Mar. 5th, 2011

catsittingstill: (Default)
So...

I don't remember if I mentioned it, but a while back I came across this page explaining how to use hot glue instead of staples, clamps, or fishing line to secure planks to the forms while the carpenters glue holding the strips to each other dried. 

I was a little dubious; despite the assurances that it worked, the method struck me as running the horrible risk of gluing the forms permanently to the inside of the hull. However, staples leave holes in the strips that the epoxy fills and makes watertight while simultaneously making sure they will be visible forever.  Clamps don't do a good job of securing the hull to the forms, so that the hull comes out with some distortions.  Fishing line is kind of slow.  Perhaps hot glue would be a way around these disadvantages.

So I shelled out 20$ to get a pound of the special sticks of hot glue, and a cheap hot glue gun.  They came on Thursday.  I had to go to Maryville to cut planks, so I stuffed the box in my pack in case Martin wanted to try it out.  Thursday and Friday were busy and it didn't happen.  Today I spent the morning mining Arkonor in Eve (long story) then went to get back to fixing the forms to the strongback.  Looking at the dozens of screws in the forms already up, screws necessary to secure the fishing line if I went with that method again, it occurred to me that it would be smart to test the hot-glue method now, rather than put more screws in to hold fishing line, only to take the screws out again if I decided to use hot glue.

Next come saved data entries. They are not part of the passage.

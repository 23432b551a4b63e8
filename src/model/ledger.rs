//! The container that holds one set of records of every kind.
//!
//! Two containers exist at runtime: the staged one, persisted locally, and the published one,
//! mirrored from the remote store. Both are a `Ledger`.

use crate::model::{
    compare_weeks, same_label, Amount, Donation, Entry, EntryKind, Expense, InitialBalance,
    WeeklyCollection,
};
use chrono::{DateTime, Utc};
use serde::{Deserialize, Serialize};

#[derive(Debug, Clone, Default, PartialEq, Serialize, Deserialize)]
pub struct Ledger {
    /// When the published records were last changed by a publish. Unused for staged records.
    #[serde(default, skip_serializing_if = "Option::is_none")]
    pub last_updated: Option<DateTime<Utc>>,
    #[serde(default)]
    pub initial: Vec<InitialBalance>,
    #[serde(default)]
    pub weekly: Vec<WeeklyCollection>,
    #[serde(default)]
    pub donors: Vec<Donation>,
    #[serde(default)]
    pub expenses: Vec<Expense>,
}

/// The number of records of each kind.
#[derive(Debug, Clone, Copy, Default, PartialEq, Eq, Serialize, Deserialize)]
pub struct Counts {
    pub initial: usize,
    pub weekly: usize,
    pub donors: usize,
    pub expenses: usize,
}

impl Counts {
    pub fn total(&self) -> usize {
        self.initial + self.weekly + self.donors + self.expenses
    }

    pub fn get(&self, kind: EntryKind) -> usize {
        match kind {
            EntryKind::Initial => self.initial,
            EntryKind::Weekly => self.weekly,
            EntryKind::Donor => self.donors,
            EntryKind::Expense => self.expenses,
        }
    }

    pub(crate) fn set(&mut self, kind: EntryKind, n: usize) {
        match kind {
            EntryKind::Initial => self.initial = n,
            EntryKind::Weekly => self.weekly = n,
            EntryKind::Donor => self.donors = n,
            EntryKind::Expense => self.expenses = n,
        }
    }
}

/// Sums over a ledger. Every figure is a direct sum of the underlying records.
#[derive(Debug, Clone, Copy, Default, PartialEq, Eq, Serialize, Deserialize)]
pub struct Totals {
    pub initial: Amount,
    pub weekly_gross: Amount,
    pub weekly_consumption: Amount,
    pub weekly_commission: Amount,
    pub weekly_net: Amount,
    pub donors: Amount,
    pub expenses: Amount,
    /// `initial + weekly_net + donors`
    pub income: Amount,
    /// `income - expenses`
    pub balance: Amount,
}

impl Ledger {
    pub fn new() -> Self {
        Self::default()
    }

    pub fn is_empty(&self) -> bool {
        self.counts().total() == 0
    }

    pub fn counts(&self) -> Counts {
        Counts {
            initial: self.initial.len(),
            weekly: self.weekly.len(),
            donors: self.donors.len(),
            expenses: self.expenses.len(),
        }
    }

    pub fn totals(&self) -> Totals {
        let initial: Amount = self.initial.iter().map(|e| e.amount).sum();
        let weekly_net: Amount = self.weekly.iter().map(|e| e.net).sum();
        let donors: Amount = self.donors.iter().map(|e| e.amount).sum();
        let expenses: Amount = self.expenses.iter().map(|e| e.amount).sum();
        let income = initial + weekly_net + donors;
        Totals {
            initial,
            weekly_gross: self.weekly.iter().map(|e| e.gross).sum(),
            weekly_consumption: self.weekly.iter().map(|e| e.consumption_cut).sum(),
            weekly_commission: self.weekly.iter().map(|e| e.commission_cut).sum(),
            weekly_net,
            donors,
            expenses,
            income,
            balance: income - expenses,
        }
    }

    /// Removes every record of `kind`.
    pub fn clear(&mut self, kind: EntryKind) {
        match kind {
            EntryKind::Initial => self.initial.clear(),
            EntryKind::Weekly => self.weekly.clear(),
            EntryKind::Donor => self.donors.clear(),
            EntryKind::Expense => self.expenses.clear(),
        }
    }

    /// True if a record of `kind` with `id` exists.
    pub fn contains(&self, kind: EntryKind, id: &str) -> bool {
        match kind {
            EntryKind::Initial => position(&self.initial, id).is_some(),
            EntryKind::Weekly => position(&self.weekly, id).is_some(),
            EntryKind::Donor => position(&self.donors, id).is_some(),
            EntryKind::Expense => position(&self.expenses, id).is_some(),
        }
    }

    /// Removes the record of `kind` with `id`. Returns false if there was no such record.
    pub fn remove(&mut self, kind: EntryKind, id: &str) -> bool {
        match kind {
            EntryKind::Initial => remove_by_id(&mut self.initial, id),
            EntryKind::Weekly => remove_by_id(&mut self.weekly, id),
            EntryKind::Donor => remove_by_id(&mut self.donors, id),
            EntryKind::Expense => remove_by_id(&mut self.expenses, id),
        }
    }

    /// Finds a weekly entry for the same week and zone, ignoring the entry with `exclude_id`.
    pub fn weekly_conflict(
        &self,
        week: &str,
        zone: &str,
        exclude_id: Option<&str>,
    ) -> Option<&WeeklyCollection> {
        self.weekly
            .iter()
            .filter(|e| Some(e.id.as_str()) != exclude_id)
            .find(|e| e.same_slot(week, zone))
    }

    /// The distinct week labels present, ordered by week number. Labels that differ only in case
    /// or surrounding whitespace are one week, spelled as first seen.
    pub fn weeks(&self) -> Vec<String> {
        let mut weeks: Vec<String> = Vec::new();
        for entry in &self.weekly {
            if !weeks.iter().any(|w| same_label(w, &entry.week)) {
                weeks.push(entry.week.trim().to_string());
            }
        }
        weeks.sort_by(|a, b| compare_weeks(a, b));
        weeks
    }

    /// The week label with the highest week number, if any weekly entries exist.
    pub fn latest_week(&self) -> Option<String> {
        self.weeks().pop()
    }
}

fn position<T: Entry>(entries: &[T], id: &str) -> Option<usize> {
    entries.iter().position(|e| e.id() == id)
}

fn remove_by_id<T: Entry>(entries: &mut Vec<T>, id: &str) -> bool {
    match position(entries, id) {
        Some(i) => {
            entries.remove(i);
            true
        }
        None => false,
    }
}

/// Gives generic access to the collection of a given entry type within a `Ledger`.
pub trait Collection: Entry + Sized {
    fn of(ledger: &Ledger) -> &Vec<Self>;

    fn of_mut(ledger: &mut Ledger) -> &mut Vec<Self>;

    fn find<'a>(ledger: &'a Ledger, id: &str) -> Option<&'a Self> {
        Self::of(ledger).iter().find(|e| e.id() == id)
    }

    fn find_mut<'a>(ledger: &'a mut Ledger, id: &str) -> Option<&'a mut Self> {
        Self::of_mut(ledger).iter_mut().find(|e| e.id() == id)
    }
}

macro_rules! impl_collection {
    ($ty:ty, $field:ident) => {
        impl Collection for $ty {
            fn of(ledger: &Ledger) -> &Vec<Self> {
                &ledger.$field
            }

            fn of_mut(ledger: &mut Ledger) -> &mut Vec<Self> {
                &mut ledger.$field
            }
        }
    };
}

impl_collection!(InitialBalance, initial);
impl_collection!(WeeklyCollection, weekly);
impl_collection!(Donation, donors);
impl_collection!(Expense, expenses);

So I cut a bunch of short strips, put a piece of scrap plywood in the vise, figured out how to work the hot glue gun (first tool I've bought in a long time that didn't have any instructions) and started gluing up.  White glue between the strips, a bloop of hot glue on the edge of the plywood, stick the strips onto the plywood, add a couple of beads of hot glue across the top of the strip-strip joint, count sixty seconds, and release.

It works.  I glued up six or so strips, then tried a few glued to two scraps of plywood, so I could have the strips meet the plywood at an angle rather than in a T.  This is because at the bow and stern of the boat the strips will meet the plywood forms at an angle, and I needed to be sure the hot glue would still hold (white glue, for instance, wouldn't hold worth a damn here because there's no surface-surface contact to speak of.)

And it works at an angle too.  I left everything to cure 30 minutes (so the white glue between the strips would cure), then undid the vise, put the strips in the vise, and whapped the plywood with a mallet to see if the hot glue would indeed fail under sheer stress, and it obligingly does.  I was afraid the hot glue would rip chunks out of the strips when it came away, but it takes only a few small splinters.  It's slightly worse than duct tape, but only slightly, and I don't think it will be an issue, because all the divots will be on the inside of the boat, where they won't affect the shape that touches the water.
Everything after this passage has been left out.